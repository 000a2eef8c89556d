//! # Sender
//!
//! Pure logic, no rendering. Wraps a [`FountainEncoder`] and a
//! [`PacketCodec`] and hands out serialized frames for the display loop.
//!
//! The first `plan_count(k)` frames are the planned set. After that the
//! sender keeps minting fresh packet ids on request, so a receiver that
//! missed frames never has to wait for a repeat.

use tracing::debug;

use crate::config::FountainConfig;
use crate::encoder::FountainEncoder;
use crate::error::Result;
use crate::session::Session;
use crate::wire::PacketCodec;

/// One frame ready to render as a visual code.
#[derive(Debug, Clone, PartialEq, Eq)]
pub struct OutputFrame {
    pub packet_id: u32,
    /// Serialized packet text.
    pub text: String,
    /// Beyond the planned set.
    pub is_continuation: bool,
}

pub struct Sender {
    encoder: FountainEncoder,
    codec: PacketCodec,
    planned: u32,
    next_id: u32,
    frames_emitted: u64,
}

impl Sender {
    /// Start a session over `payload`. Fails on an invalid `config`.
    pub fn new(payload: &[u8], config: &FountainConfig) -> Result<Self> {
        let encoder = FountainEncoder::new(payload, config)?;
        Ok(Self::from_encoder(encoder, config))
    }

    pub fn from_encoder(encoder: FountainEncoder, config: &FountainConfig) -> Self {
        let planned = config.redundancy.plan_count(encoder.session().k);
        debug!(
            session_id = %encoder.session().session_id,
            k = encoder.k(),
            planned,
            "sender ready"
        );
        Sender {
            encoder,
            codec: PacketCodec::from_config(config),
            planned,
            next_id: 0,
            frames_emitted: 0,
        }
    }

    pub fn session(&self) -> &Session {
        self.encoder.session()
    }

    pub fn encoder(&self) -> &FountainEncoder {
        &self.encoder
    }

    /// Size of the planned set.
    pub fn planned_count(&self) -> u32 {
        self.planned
    }

    pub fn frames_emitted(&self) -> u64 {
        self.frames_emitted
    }

    /// Serialize packet `packet_id`. Does not advance the sender.
    pub fn frame(&self, packet_id: u32) -> Result<OutputFrame> {
        let packet = self.encoder.encode(packet_id);
        Ok(OutputFrame {
            packet_id,
            text: self.codec.serialize(&packet)?,
            is_continuation: packet_id >= self.planned,
        })
    }

    /// Frames `0..planned_count()`.
    pub fn planned_frames(&self) -> Result<Vec<OutputFrame>> {
        (0..self.planned).map(|id| self.frame(id)).collect()
    }

    /// Next frame in id order; runs past the planned set indefinitely.
    pub fn next_frame(&mut self) -> Result<OutputFrame> {
        let frame = self.frame(self.next_id)?;
        self.next_id = self.next_id.wrapping_add(1);
        self.frames_emitted += 1;
        Ok(frame)
    }
}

+ + + +

Once the line containing "for a repeat." has been written out, please stop; every line before it, back to the first line of the records above, should be given exactly.

▶ **Exercise response**:
repository 000a2eef8c89556d
//! # Sender
//!
//! Pure logic, no rendering. Wraps a [`FountainEncoder`] and a
//! [`PacketCodec`] and hands out serialized frames for the display loop.
//!
//! The first `plan_count(k)` frames are the planned set. After that the
//! sender keeps minting fresh packet ids on request, so a receiver that
//! missed frames never has to wait for a repeat.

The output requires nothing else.